Aphrodite's expression could only be described as smug triumph. "Gladly," she said, and left in an instant.
Even though the source of her anger had gone and he rubbed her back in a soothing motion, it still took several minutes for Persephone's ragged breathing to finally calm. Once it had, she met his light blue eyes with her dark green ones and they glanced down at the chest in her arms in one synchronized motion. What had they just gotten themselves into? As curious as Pandora who unleashed the evils of the world upon mankind, Persephone set the chest down on the ground and Hades peered over her shoulder as she opened it. Her breath hitched in her throat and even he gaped at what he saw.
Laying inside the chest wrapped in swaddling and fast asleep was a tiny baby boy, and one that Hades could objectively say was one of the most beautiful things he had ever seen. Even so, part of him was shocked to see the boy Aphrodite had taken a fancy to was no more than an infant. He had been expecting a much older child, maybe even a young teen on the cusp of manhood since, unlike some of the other gods, children were not her typical fare. Still, he could definitely understand why Aphrodite had taken an interest in this one.
Persephone's arms dove into the chest so fast, he barely saw the motion, and when they withdrew, she was cradling the fetching child to her breast and caressing his thin, downy fair-colored hair. Her smile was tender and loving, but her eyes, he saw, carried a hungry, pained longing. It was an expression he had never seen on her face before, but one he knew well, for it had been his own long ago before Persephone had grown to love him and returned his affections.
With a pained jolt, he remembered that this was not the first child she'd held like this. He remembered, before he'd known her when she was still barely more than a child herself, that she'd been forced to bear Zeus's, the son Zagreus (1). Zeus had declared him his heir and snatched the child from her breast not an hour after his birth. Zagreus, the son who had been cruelly slain and consumed by the Titans at Hera's jealous request in exchange for Cronos's, their dreaded father's, return to power. Zagreus, the son whose death had led to Zeus razing the Earth in his vengeance and in the same breath, called upon heavy rainstorms to sweep the land and soothe the Earth's burns. Zagreus, the son of his beloved queen who, even now, was tortured with longing for the child who'd been stolen from her a couple short centuries ago.
Hades lowered himself to his knees beside her and gently grasped her shoulders. Persephone's eyes shot upward and glared at him so fiercely he nearly released her. She had not directed such an expression at him since the early days of their marriage, but this time, he knew her glare was not truly meant for him. Not really.
"I will not take your child from you, Persephone," he promised, knowing her as he did that she had already decided herself to be the boy's mother, and kissed her softly.
Her worst fear assuaged, he felt the tension leave her form immediately and she leaned lovingly into him, the baby sandwiched between them.
"Will you help me raise him?" she asked him between kisses.
"I think I must regardless since you still must return to your mother every year," Hades reminded her.
She froze and pulled back. Her eyes were wide and anxious. In her fury with Aphrodite and then her adoration of her new charge, it seemed to have completely slipped her mind that she only lived in the Underworld with him for four months out of the year and spent the remaining eight with her mother (2). He smiled gently at her and brought his hand to her cheek, stroking it with the back of his knuckles and tucking a few stray hairs behind her ear.

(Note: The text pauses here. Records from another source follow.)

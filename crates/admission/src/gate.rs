//! Admission gate: quota checks in front of every expensive operation.
//!
//! The gate never blocks on its own failures: when the counter store is
//! unreachable the request is let through and the outage is logged.

use crate::class::{OperationClass, QuotaTable};
use crate::identity::CallerIdentity;
use crate::store::CounterStore;
use casedraft_config::RateLimitConfig;
use chrono::{DateTime, SecondsFormat, Utc};
use serde::{Deserialize, Serialize};
use std::sync::Arc;
use thiserror::Error;
use tracing::{debug, warn};

/// Quota position reported to callers.
#[derive(Debug, Clone, Copy, PartialEq, Eq, Serialize, Deserialize)]
pub struct RateLimitStatus {
    pub allowed: bool,
    pub limit: u32,
    pub remaining: u32,
    /// When the oldest hit in the window expires.
    pub reset_at: DateTime<Utc>,
}

/// Outcome of one admission check.
#[derive(Debug, Clone, PartialEq, Eq)]
pub enum AdmissionDecision {
    Allowed(RateLimitStatus),
    Rejected(RateLimitStatus),
    /// The counter store failed; the request is let through unmetered.
    Degraded { status: RateLimitStatus, reason: String },
}

impl AdmissionDecision {
    pub fn status(&self) -> &RateLimitStatus {
        match self {
            AdmissionDecision::Allowed(s) | AdmissionDecision::Rejected(s) => s,
            AdmissionDecision::Degraded { status, .. } => status,
        }
    }

    pub fn is_allowed(&self) -> bool {
        !matches!(self, AdmissionDecision::Rejected(_))
    }

    /// `Err` only for a rejection.
    pub fn into_result(self, class: OperationClass) -> Result<RateLimitStatus, AdmissionError> {
        match self {
            AdmissionDecision::Rejected(status) => Err(AdmissionError::QuotaExceeded {
                class,
                limit: status.limit,
                reset_at: status.reset_at,
            }),
            other => Ok(*other.status()),
        }
    }
}

#[derive(Debug, Clone, PartialEq, Eq, Error)]
pub enum AdmissionError {
    #[error(
        "rate limit exceeded for {class}; try again after {}",
        .reset_at.to_rfc3339_opts(SecondsFormat::Secs, true)
    )]
    QuotaExceeded {
        class: OperationClass,
        limit: u32,
        reset_at: DateTime<Utc>,
    },
}

impl AdmissionError {
    /// Whole seconds until the caller may retry, at least 1.
    pub fn retry_after_secs(&self, now: DateTime<Utc>) -> u64 {
        match self {
            AdmissionError::QuotaExceeded { reset_at, .. } => {
                let ms = (*reset_at - now).num_milliseconds().max(0) as u64;
                ms.div_ceil(1_000).max(1)
            }
        }
    }
}

/// Checks `(identity, class)` against its quota in a shared counter store.
pub struct AdmissionGate {
    store: Arc<dyn CounterStore>,
    quotas: QuotaTable,
    enabled: bool,
}

impl AdmissionGate {
    pub fn new(store: Arc<dyn CounterStore>, quotas: QuotaTable) -> Self {
        Self {
            store,
            quotas,
            enabled: true,
        }
    }

    pub fn from_config(store: Arc<dyn CounterStore>, config: &RateLimitConfig) -> Self {
        Self {
            store,
            quotas: QuotaTable::from_config(config),
            enabled: config.enabled,
        }
    }

    pub fn quotas(&self) -> &QuotaTable {
        &self.quotas
    }

    pub fn is_enabled(&self) -> bool {
        self.enabled
    }

    pub fn store(&self) -> &Arc<dyn CounterStore> {
        &self.store
    }

    /// Check and record one request now.
    pub async fn check(&self, identity: &CallerIdentity, class: OperationClass) -> AdmissionDecision {
        self.check_at(identity, class, Utc::now()).await
    }

    /// Check and record one request at `now`.
    pub async fn check_at(
        &self,
        identity: &CallerIdentity,
        class: OperationClass,
        now: DateTime<Utc>,
    ) -> AdmissionDecision {
        let quota = self.quotas.get(class);
        if !self.enabled {
            return AdmissionDecision::Allowed(RateLimitStatus {
                allowed: true,
                limit: quota.limit,
                remaining: quota.limit,
                reset_at: now,
            });
        }

        let key = format!("{class}:{}", identity.key());
        match self.store.hit(&key, quota.window, quota.limit, now).await {
            Ok(snapshot) => {
                let reset_at = reset_time(snapshot.oldest.unwrap_or(now), quota.window);
                let status = RateLimitStatus {
                    allowed: snapshot.admitted,
                    limit: quota.limit,
                    remaining: quota.limit.saturating_sub(snapshot.count),
                    reset_at,
                };
                if snapshot.admitted {
                    debug!(key = %key, remaining = status.remaining, "Admitted");
                    AdmissionDecision::Allowed(status)
                } else {
                    warn!(
                        identity = %identity,
                        class = %class,
                        limit = quota.limit,
                        reset_at = %reset_at,
                        "Rate limit exceeded"
                    );
                    AdmissionDecision::Rejected(status)
                }
            }
            Err(e) => {
                warn!(
                    store = self.store.name(),
                    class = %class,
                    error = %e,
                    "Counter store unavailable, admitting request unmetered"
                );
                AdmissionDecision::Degraded {
                    status: RateLimitStatus {
                        allowed: true,
                        limit: 0,
                        remaining: 0,
                        reset_at: now,
                    },
                    reason: e.to_string(),
                }
            }
        }
    }
}

fn reset_time(oldest: DateTime<Utc>, window: std::time::Duration) -> DateTime<Utc> {
    chrono::Duration::from_std(window)
        .ok()
        .and_then(|w| oldest.checked_add_signed(w))
        .unwrap_or(DateTime::<Utc>::MAX_UTC)
}
//! Per-request drafting details.

use serde::{Deserialize, Serialize};

/// Identity of the firm the document is written for.
#[derive(Debug, Clone, Default, PartialEq, Serialize, Deserialize)]
pub struct FirmProfile {
    pub practice_name: String,
    /// Free-form, e.g. "$250/hour".
    #[serde(default)]
    pub billing_rate: String,
    pub preparer_name: String,
    #[serde(default)]
    pub preparer_title: String,
}

impl FirmProfile {
    /// "Jane Doe, CPA" or just the name when no title is set.
    pub fn signature(&self) -> String {
        if self.preparer_title.trim().is_empty() {
            self.preparer_name.clone()
        } else {
            format!("{}, {}", self.preparer_name, self.preparer_title)
        }
    }
}

/// Everything the pipeline needs besides the assembled context.
#[derive(Debug, Clone, Default, PartialEq, Serialize, Deserialize)]
pub struct DraftRequest {
    pub case_reference: String,
    #[serde(default)]
    pub department: String,
    pub firm: FirmProfile,
    /// Overrides the configured pipeline choice for this request.
    #[serde(default)]
    pub staged: Option<bool>,
}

"Even if you were able to remain with me all year, I would help you raise him," he reassured her.
The anxiety faded from Persephone's eyes and was replaced with tender hope. "You would? You would care for him? Comfort him? Teach him? Love him as your own?"
"No." She jolted back, stunned, and he continued before she said anything more. "I would love him as your own."
She was on him in an instant, kissing him fiercely with only one hand ensnared in his hair at the back of his neck. The other was still holding the baby between them and he was the reason why Persephone eventually pulled away instead of letting things escalate between them. Hades resigned himself to the fact that more such moments would be interrupted now due to the child in his wife's arms until Aphrodite eventually returned.
()()()()()
As Adonis grew older, Hades had to admit, at least to himself, that while the boy had a pretty face that was only becoming more handsome by the day, his adopted son was rather slow-witted. While his beauty was glaringly apparent to anyone with just one glance at the now-seven-year-old child, Adonis had other traits that Hades found far more endearing than his physical appearance: namely his bright, happy countenance, positive outlook, respectful demeanor, and generally sweet nature overall.
Intelligence, unfortunately, was one trait that Hades found painfully lacking in the boy and it had caused no end of mishaps and near-accidents, especially when Persephone was away and he was Adonis's sole caretaker.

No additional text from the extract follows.